Lieutenant Colonel Charles George Tottenham (1835 – 23 April 1918) from County Wexford was an Irish officer in the British Army and a Conservative politician.

Tottenham was the son of Charles Tottenham (1807–1886) from Ballycurry and New Ross in County Wexford and his wife Isabella Airey, daughter of General Sir George Airey. His family were wealthy land owners in County Wexford. He was educated at Eton, and married his cousin, who was a daughter of Reverend Sir Francis Stapleton, 7th Baronet, of Henley-on-Thames.

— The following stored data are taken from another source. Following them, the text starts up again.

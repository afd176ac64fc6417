//! Splitting raw snippet text into top-level expressions
//!
//! An expression starts on a non-blank line and ends on the first line where
//! every bracket opened inside it is closed again, unless the following line
//! continues it (`.foo()`, `?: default`, `else`, ...). String literals and
//! comments are skipped while counting brackets.

use crate::types::{LineRange, SourceExpression};

const CONTINUATION_PREFIXES: &[&str] = &[".", "?.", "?:", "&&", "||"];
const CONTINUATION_KEYWORDS: &[&str] = &["else", "catch", "finally"];

/// Segment `text` into ordered, disjoint expressions.
///
/// # Example
///
/// ```rust
/// use scratchrun_utils::segment::segment_expressions;
///
/// let exprs = segment_expressions("val a = 1\n\nprintln(\n  a\n)\n");
/// assert_eq!(exprs.len(), 2);
/// assert_eq!((exprs[1].range.start, exprs[1].range.end), (2, 4));
/// ```
#[must_use]
pub fn segment_expressions(text: &str) -> Vec<SourceExpression> {
    let lines: Vec<&str> = text.lines().collect();
    let mut expressions = Vec::new();
    let mut scanner = BracketScanner::default();
    let mut start: Option<usize> = None;

    for (idx, line) in lines.iter().enumerate() {
        let first = match start {
            Some(first) => first,
            None if line.trim().is_empty() => continue,
            None => {
                start = Some(idx);
                idx
            }
        };

        scanner.scan(line);
        if scanner.is_open() {
            continue;
        }
        if lines.get(idx + 1).is_some_and(|next| is_continuation(next)) {
            continue;
        }

        expressions.push(make_expression(&lines, first, idx));
        start = None;
        scanner = BracketScanner::default();
    }

    // Unbalanced trailing input still forms an expression so the analyzer can
    // report it against the right lines.
    if let Some(first) = start {
        let last = lines.len().saturating_sub(1);
        expressions.push(make_expression(&lines, first, last));
    }

    expressions
}

fn make_expression(lines: &[&str], first: usize, last: usize) -> SourceExpression {
    SourceExpression::new(
        LineRange::new(first as u32, last as u32),
        lines[first..=last].join("\n"),
    )
}

fn is_continuation(line: &str) -> bool {
    let trimmed = line.trim_start();
    if trimmed.is_empty() {
        return false;
    }
    CONTINUATION_PREFIXES.iter().any(|p| trimmed.starts_with(p))
        || CONTINUATION_KEYWORDS.iter().any(|kw| {
            trimmed.strip_prefix(kw).is_some_and(|rest| {
                rest.chars()
                    .next()
                    .is_none_or(|c| !(c.is_alphanumeric() || c == '_'))
            })
        })
}

#[derive(Debug, Default)]
struct BracketScanner {
    depth: usize,
    raw_string: bool,
    block_comment: bool,
}

impl BracketScanner {
    fn is_open(&self) -> bool {
        self.depth > 0 || self.raw_string || self.block_comment
    }

    fn scan(&mut self, line: &str) {
        let chars: Vec<char> = line.chars().collect();
        let mut i = 0;

        while i < chars.len() {
            let c = chars[i];
            let next = chars.get(i + 1).copied();

            if self.block_comment {
                if c == '*' && next == Some('/') {
                    self.block_comment = false;
                    i += 2;
                } else {
                    i += 1;
                }
                continue;
            }

            if self.raw_string {
                if is_triple_quote(&chars, i) {
                    self.raw_string = false;
                    i += 3;
                } else {
                    i += 1;
                }
                continue;
            }

            match c {
                '/' if next == Some('/') => break,
                '/' if next == Some('*') => {
                    self.block_comment = true;
                    i += 2;
                    continue;
                }
                '"' if is_triple_quote(&chars, i) => {
                    self.raw_string = true;
                    i += 3;
                    continue;
                }
                '"' | '\'' => {
                    i = skip_quoted(&chars, i, c);
                    continue;
                }
                '(' | '[' | '{' => self.depth += 1,
                ')' | ']' | '}' => self.depth = self.depth.saturating_sub(1),
                _ => {}
            }
            i += 1;
        }
    }
}

fn is_triple_quote(chars: &[char], i: usize) -> bool {
    chars.get(i..i + 3).is_some_and(|s| s == ['"', '"', '"'])
}

/// Index just past the closing quote, or the end of the line.
fn skip_quoted(chars: &[char], open: usize, quote: char) -> usize {
    let mut i = open + 1;
    while i < chars.len() {
        match chars[i] {
            '\\' => i += 2,
            c if c == quote => return i + 1,
            _ => i += 1,
        }
    }
    chars.len()
}

#[cfg(test)]
mod tests {
    use super::*;

    fn ranges(text: &str) -> Vec<(u32, u32)> {
        segment_expressions(text)
            .iter()
            .map(|e| (e.range.start, e.range.end))
            .collect()
    }

    #[test]
    fn test_one_expression_per_line() {
        assert_eq!(ranges("val a = 1\nval b = 2\na + b"), vec![(0, 0), (1, 1), (2, 2)]);
    }

    #[test]
    fn test_multiline_call_and_chain() {
        let text = "val x = listOf(1,\n    2)\nx.map { it * 2 }\n    .sum()\n\nprintln(\"a\")";
        assert_eq!(ranges(text), vec![(0, 1), (2, 3), (5, 5)]);
    }

    #[test]
    fn test_brackets_inside_strings_and_comments_ignored() {
        let text = "println(\"(((\") // {{\nval c = '('\n/* ( */ 1";
        assert_eq!(ranges(text), vec![(0, 0), (1, 1), (2, 2)]);
    }

    #[test]
    fn test_raw_string_spans_lines() {
        let text = "val s = \"\"\"\n  (\n\"\"\"\ns.length";
        assert_eq!(ranges(text), vec![(0, 2), (3, 3)]);
    }

    #[test]
    fn test_else_continues_if() {
        let text = "if (a) {\n  1\n}\nelse {\n  2\n}\nelsewhere()";
        assert_eq!(ranges(text), vec![(0, 5), (6, 6)]);
    }

    #[test]
    fn test_unbalanced_tail_forms_expression() {
        assert_eq!(ranges("a\nfoo(\n  1"), vec![(0, 0), (1, 2)]);
    }

    #[test]
    fn test_blank_input() {
        assert!(segment_expressions("\n  \n").is_empty());
    }

    #[test]
    fn test_expression_text_preserved() {
        let exprs = segment_expressions("foo(\n  1)\n");
        assert_eq!(exprs[0].text, "foo(\n  1)");
    }

    mod props {
        use super::*;
        use crate::types::ScratchFile;
        use proptest::prelude::*;

        fn snippet_line() -> impl Strategy<Value = String> {
            prop_oneof![
                Just(String::new()),
                Just("val a = 1".to_string()),
                Just("foo(".to_string()),
                Just(")".to_string()),
                Just("  .map { it }".to_string()),
                Just("} else {".to_string()),
                Just("}".to_string()),
                Just("println(\"(\")".to_string()),
                Just("// (".to_string()),
                Just("\"\"\"".to_string()),
                "[a-z ]{0,8}",
            ]
        }

        proptest! {
            #[test]
            fn prop_ranges_ordered_disjoint_and_cover_code(
                lines in proptest::collection::vec(snippet_line(), 0..20)
            ) {
                let text = lines.join("\n");
                let exprs = segment_expressions(&text);

                for pair in exprs.windows(2) {
                    prop_assert!(pair[0].range.end < pair[1].range.start);
                }
                for (idx, line) in lines.iter().enumerate() {
                    if !line.trim().is_empty() {
                        let idx = idx as u32;
                        prop_assert!(exprs.iter().any(|e| e.range.contains_line(idx)));
                    }
                }
                prop_assert!(ScratchFile::new("p.kts", text, exprs).is_ok());
            }
        }
    }
}
//! scratchrun CLI binary
//!
//! All logic is in the library; main.rs only invokes cli::run().

fn main() {
    // cli::run() prints every message itself
    if let Err(code) = scratchrun::cli::run() {
        std::process::exit(code.as_i32());
    }
}
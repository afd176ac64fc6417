//! Orchestration of scratch runs
//!
//! [`ScratchExecutor`] sequences the stages of a run over the collaborator
//! traits in [`toolchain`] and reports to [`ScratchListener`]s. The
//! [`command_toolchain`] module backs every collaborator with an external
//! program.

pub mod artifacts;
pub mod command_toolchain;
pub mod launch;
pub mod listener;
pub mod orchestrator;
pub mod run;
pub mod stages;
pub mod toolchain;

pub use command_toolchain::command_toolchain;
pub use listener::{ListenerEvent, ListenerSet, RecordingListener, ScratchListener, TracingListener};
pub use orchestrator::ScratchExecutor;
pub use run::{RunStatus, RunSummary, ScratchRun};
pub use stages::{
    Analysis, AnalyzerFault, BackendError, COMPILATION_ERROR, Diagnostic, ExecutionOutput,
    ExpandedContext, GenerationFilter, InstrumentationResult, InstrumentedUnit, ModuleContext,
    RunFailure, Severity, SourceUnit, StageOutcome, UnitRef, UnitSource,
};
pub use toolchain::{Analyzer, Backend, ClosureResolver, Instrumenter, PassthroughResolver, Toolchain};
//! Stage result types
//!
//! Values passed between the stages of one run, plus [`RunFailure`], the
//! single failure type every stage converts its errors into.

use serde::{Deserialize, Serialize};
use std::fmt;
use std::path::PathBuf;
use thiserror::Error;

use scratchrun_protocol::DemuxError;
use scratchrun_runner::RunnerError;
use scratchrun_utils::types::{LineRange, ScratchFile, Stage};

/// Message surfaced for any error-severity diagnostic.
pub const COMPILATION_ERROR: &str = "Compilation Error";

/// What the instrumenter made of a snippet.
#[derive(Debug, Clone, PartialEq, Eq)]
pub enum InstrumentationResult {
    Ok { code: String, entry_point: String },
    Error { message: String },
}

/// Instrumented source with a back-link to the snippet it came from.
///
/// Line numbers in diagnostics reported against this unit are read in the
/// original snippet's coordinates.
#[derive(Debug, Clone)]
pub struct InstrumentedUnit<'f> {
    original: &'f ScratchFile,
    code: String,
    entry_point: String,
}

impl<'f> InstrumentedUnit<'f> {
    #[must_use]
    pub fn new(original: &'f ScratchFile, code: String, entry_point: String) -> Self {
        Self {
            original,
            code,
            entry_point,
        }
    }

    #[must_use]
    pub fn original(&self) -> &'f ScratchFile {
        self.original
    }

    #[must_use]
    pub fn code(&self) -> &str {
        &self.code
    }

    #[must_use]
    pub fn entry_point(&self) -> &str {
        &self.entry_point
    }

    /// Instrumented units keep the snippet's file name.
    #[must_use]
    pub fn name(&self) -> &str {
        self.original.name()
    }
}

/// A unit handed to the analyzer or closure resolver.
#[derive(Debug, Clone, Copy)]
pub enum SourceUnit<'a> {
    Original(&'a ScratchFile),
    Instrumented(&'a InstrumentedUnit<'a>),
}

impl SourceUnit<'_> {
    #[must_use]
    pub fn name(&self) -> &str {
        match self {
            Self::Original(file) => file.name(),
            Self::Instrumented(unit) => unit.name(),
        }
    }

    #[must_use]
    pub fn text(&self) -> &str {
        match self {
            Self::Original(file) => file.text(),
            Self::Instrumented(unit) => unit.code(),
        }
    }

    #[must_use]
    pub fn module(&self) -> Option<&str> {
        match self {
            Self::Original(file) => file.module(),
            Self::Instrumented(unit) => unit.original().module(),
        }
    }

    #[must_use]
    pub fn kind(&self) -> UnitRef {
        match self {
            Self::Original(_) => UnitRef::Original,
            Self::Instrumented(_) => UnitRef::Instrumented,
        }
    }
}

/// Which unit a diagnostic points into.
#[derive(Debug, Clone, PartialEq, Eq, Serialize, Deserialize)]
#[serde(rename_all = "lowercase")]
pub enum UnitRef {
    Original,
    Instrumented,
    /// Some other file of the module
    Other(String),
}

impl UnitRef {
    /// Parse the wire form used by external analyzers.
    #[must_use]
    pub fn from_wire(value: &str) -> Self {
        match value {
            "original" => Self::Original,
            "instrumented" => Self::Instrumented,
            other => Self::Other(other.to_string()),
        }
    }
}

#[derive(Debug, Clone, Copy, PartialEq, Eq, Serialize, Deserialize)]
#[serde(rename_all = "lowercase")]
pub enum Severity {
    Error,
    Warning,
    Info,
}

#[derive(Debug, Clone, PartialEq, Eq, Serialize, Deserialize)]
pub struct Diagnostic {
    pub severity: Severity,
    pub unit: UnitRef,
    pub range: Option<LineRange>,
    pub message: String,
}

impl Diagnostic {
    #[must_use]
    pub fn error(unit: UnitRef, range: Option<LineRange>, message: impl Into<String>) -> Self {
        Self {
            severity: Severity::Error,
            unit,
            range,
            message: message.into(),
        }
    }

    #[must_use]
    pub fn is_error(&self) -> bool {
        self.severity == Severity::Error
    }
}

impl fmt::Display for Diagnostic {
    fn fmt(&self, f: &mut fmt::Formatter<'_>) -> fmt::Result {
        match self.range {
            Some(range) => write!(f, "{range}: {}", self.message),
            None => f.write_str(&self.message),
        }
    }
}

/// Runtime context of the snippet's module as seen by the analyzer.
#[derive(Debug, Clone, Default, PartialEq, Eq)]
pub struct ModuleContext {
    pub module: Option<String>,
    pub dependency_files: Vec<PathBuf>,
}

#[derive(Debug, Clone, Default)]
pub struct Analysis {
    pub diagnostics: Vec<Diagnostic>,
    pub context: ModuleContext,
}

impl Analysis {
    pub fn errors(&self) -> impl Iterator<Item = &Diagnostic> {
        self.diagnostics.iter().filter(|d| d.is_error())
    }
}

/// One source handed to the backend.
#[derive(Debug, Clone, PartialEq, Eq)]
pub struct UnitSource {
    pub name: String,
    pub code: String,
}

/// Everything code generation needs: sources plus the dependency closure.
#[derive(Debug, Clone, Default, PartialEq, Eq)]
pub struct ExpandedContext {
    pub module: Option<String>,
    pub sources: Vec<UnitSource>,
    pub dependency_files: Vec<PathBuf>,
}

/// Restricts generation to the named units.
#[derive(Debug, Clone, PartialEq, Eq)]
pub struct GenerationFilter {
    units: Vec<String>,
}

impl GenerationFilter {
    #[must_use]
    pub fn only(unit: impl Into<String>) -> Self {
        Self {
            units: vec![unit.into()],
        }
    }

    #[must_use]
    pub fn accepts(&self, unit: &str) -> bool {
        self.units.iter().any(|u| u == unit)
    }
}

/// Captured output of the scratch program.
#[derive(Debug, Clone, Default, PartialEq, Eq, Serialize)]
pub struct ExecutionOutput {
    pub stdout: String,
    pub stderr: String,
    pub exit_code: Option<i32>,
}

/// What the last stage that got anywhere produced.
#[derive(Debug, Clone, PartialEq, Eq, Serialize)]
#[serde(tag = "kind", rename_all = "snake_case")]
pub enum StageOutcome {
    AnalysisError { diagnostics: Vec<Diagnostic> },
    CompileArtifact { dir: PathBuf, files: Vec<PathBuf> },
    ExecutionOutput(ExecutionOutput),
}

/// Analyzer could not produce diagnostics at all.
#[derive(Error, Debug, Clone, PartialEq, Eq)]
#[error("{message}")]
pub struct AnalyzerFault {
    pub message: String,
}

impl AnalyzerFault {
    #[must_use]
    pub fn new(message: impl Into<String>) -> Self {
        Self {
            message: message.into(),
        }
    }
}

#[derive(Error, Debug)]
pub enum BackendError {
    #[error("Code generation failed: {message}")]
    Generation { message: String },

    #[error("Compiler could not be run: {0}")]
    Tool(#[from] RunnerError),

    #[error("IO error during code generation: {0}")]
    Io(#[from] std::io::Error),
}

/// The one reason a run stopped early.
#[derive(Error, Debug)]
pub enum RunFailure {
    #[error("{message}")]
    StaticAnalysis { stage: Stage, message: String },

    #[error("Analyzer failed during {stage}: {cause}")]
    AnalyzerFault { stage: Stage, cause: AnalyzerFault },

    #[error("Instrumentation failed: {message}")]
    Instrumentation { message: String },

    #[error("Couldn't compile {file}: {cause}")]
    Backend { file: String, cause: BackendError },

    #[error("Couldn't start '{program}': {reason}")]
    ProcessLaunch { program: String, reason: String },

    #[error("Scratch program failed: {reason}")]
    ProcessExecution { reason: String },

    #[error(transparent)]
    UnknownRange(#[from] DemuxError),

    #[error("IO error during {stage}: {source}")]
    Io {
        stage: Stage,
        #[source]
        source: std::io::Error,
    },
}

impl RunFailure {
    #[must_use]
    pub fn stage(&self) -> Stage {
        match self {
            Self::StaticAnalysis { stage, .. }
            | Self::AnalyzerFault { stage, .. }
            | Self::Io { stage, .. } => *stage,
            Self::Instrumentation { .. } => Stage::Instrument,
            Self::Backend { .. } => Stage::Compile,
            Self::ProcessLaunch { .. } | Self::ProcessExecution { .. } => Stage::Run,
            Self::UnknownRange(_) => Stage::Parse,
        }
    }

    /// Message shown to listeners. Backend causes stay in the logs.
    #[must_use]
    pub fn user_message(&self) -> String {
        match self {
            Self::StaticAnalysis { message, .. } | Self::Instrumentation { message } => {
                message.clone()
            }
            Self::AnalyzerFault { cause, .. } => cause.message.clone(),
            Self::Backend { file, .. } => format!("Couldn't compile {file}"),
            _ => self.to_string(),
        }
    }
}

impl From<RunnerError> for RunFailure {
    fn from(err: RunnerError) -> Self {
        match err {
            RunnerError::LaunchFailed { program, reason } => Self::ProcessLaunch { program, reason },
            other => Self::ProcessExecution {
                reason: other.to_string(),
            },
        }
    }
}

#[cfg(test)]
mod tests {
    use super::*;

    #[test]
    fn test_backend_failure_message_is_generic() {
        let failure = RunFailure::Backend {
            file: "scratch.kts".to_string(),
            cause: BackendError::Generation {
                message: "internal error: NPE in codegen".to_string(),
            },
        };
        assert_eq!(failure.user_message(), "Couldn't compile scratch.kts");
        assert!(failure.to_string().contains("NPE"));
        assert_eq!(failure.stage(), Stage::Compile);
    }

    #[test]
    fn test_runner_errors_split_by_phase() {
        let launch: RunFailure = RunnerError::LaunchFailed {
            program: "java".to_string(),
            reason: "No such file".to_string(),
        }
        .into();
        assert!(matches!(launch, RunFailure::ProcessLaunch { .. }));
        assert_eq!(launch.stage(), Stage::Run);

        let timeout: RunFailure = RunnerError::Timeout { timeout_seconds: 5 }.into();
        assert!(matches!(timeout, RunFailure::ProcessExecution { .. }));
        assert!(timeout.user_message().contains('5'));
    }

    #[test]
    fn test_unknown_range_is_parse_failure() {
        let failure: RunFailure = DemuxError::UnknownRange {
            range: LineRange::new(4, 4),
        }
        .into();
        assert_eq!(failure.stage(), Stage::Parse);
        assert!(failure.user_message().contains("4..4"));
    }

    #[test]
    fn test_unit_ref_wire_form() {
        assert_eq!(UnitRef::from_wire("original"), UnitRef::Original);
        assert_eq!(UnitRef::from_wire("instrumented"), UnitRef::Instrumented);
        assert_eq!(
            UnitRef::from_wire("Other.kt"),
            UnitRef::Other("Other.kt".to_string())
        );
    }

    #[test]
    fn test_source_unit_views() {
        let file = ScratchFile::from_source("s.kts", "val x = 1\nx").with_module("app");
        let unit = InstrumentedUnit::new(&file, "instrumented".to_string(), "SKt".to_string());

        let original = SourceUnit::Original(&file);
        let instrumented = SourceUnit::Instrumented(&unit);
        assert_eq!(original.text(), "val x = 1\nx");
        assert_eq!(instrumented.text(), "instrumented");
        assert_eq!(instrumented.name(), "s.kts");
        assert_eq!(instrumented.module(), Some("app"));
        assert_eq!(instrumented.kind(), UnitRef::Instrumented);
    }

    #[test]
    fn test_generation_filter() {
        let filter = GenerationFilter::only("s.kts");
        assert!(filter.accepts("s.kts"));
        assert!(!filter.accepts("Other.kt"));
    }

    #[test]
    fn test_diagnostic_display() {
        let diag = Diagnostic::error(UnitRef::Original, Some(LineRange::single(2)), "Unresolved reference: foo");
        assert_eq!(diag.to_string(), "2..2: Unresolved reference: foo");
        assert!(diag.is_error());
    }
}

He was commissioned in the Scots Fusilier Guards, and served in the Crimean War as a Lieutenant & Captain. He was promoted to Captain & Lieutenant-Colonel on 15 June 1860.

He was elected at the June 1863 New Ross by-election as the Member of Parliament (MP) for borough of New Ross, following the resignation of his father.
He was the fourth father-and-son-Tottenham to hold the seat in the Westminster Parliament; two previous generations had been MPs for New Ross in the pre-union Parliament of Ireland. (Most of the town of New Ross was owned by the Tottenhams, who let it on short leases. They had shared control of the borough with the Leigh family of Rosegarland, and alternated the nomination of MPs).

Tottenham was re-elected in 1865, but stood down at the 1868 election. He was returned to the House of Commons again a by-election in December 1878, following the death of the Home Rule League MP John Dunbar. However, he was defeated at the 1880 general election by the Home Rule candidate Joseph Foley.

He was a Deputy Lieutenant of County Wicklow and High Sheriff of Wexford in 1874. On 11 December 1871 he was appointed Honorary Colonel of the Wicklow Rifles (converted into the Wicklow Artillery Militia in 1877), a position he held until his death.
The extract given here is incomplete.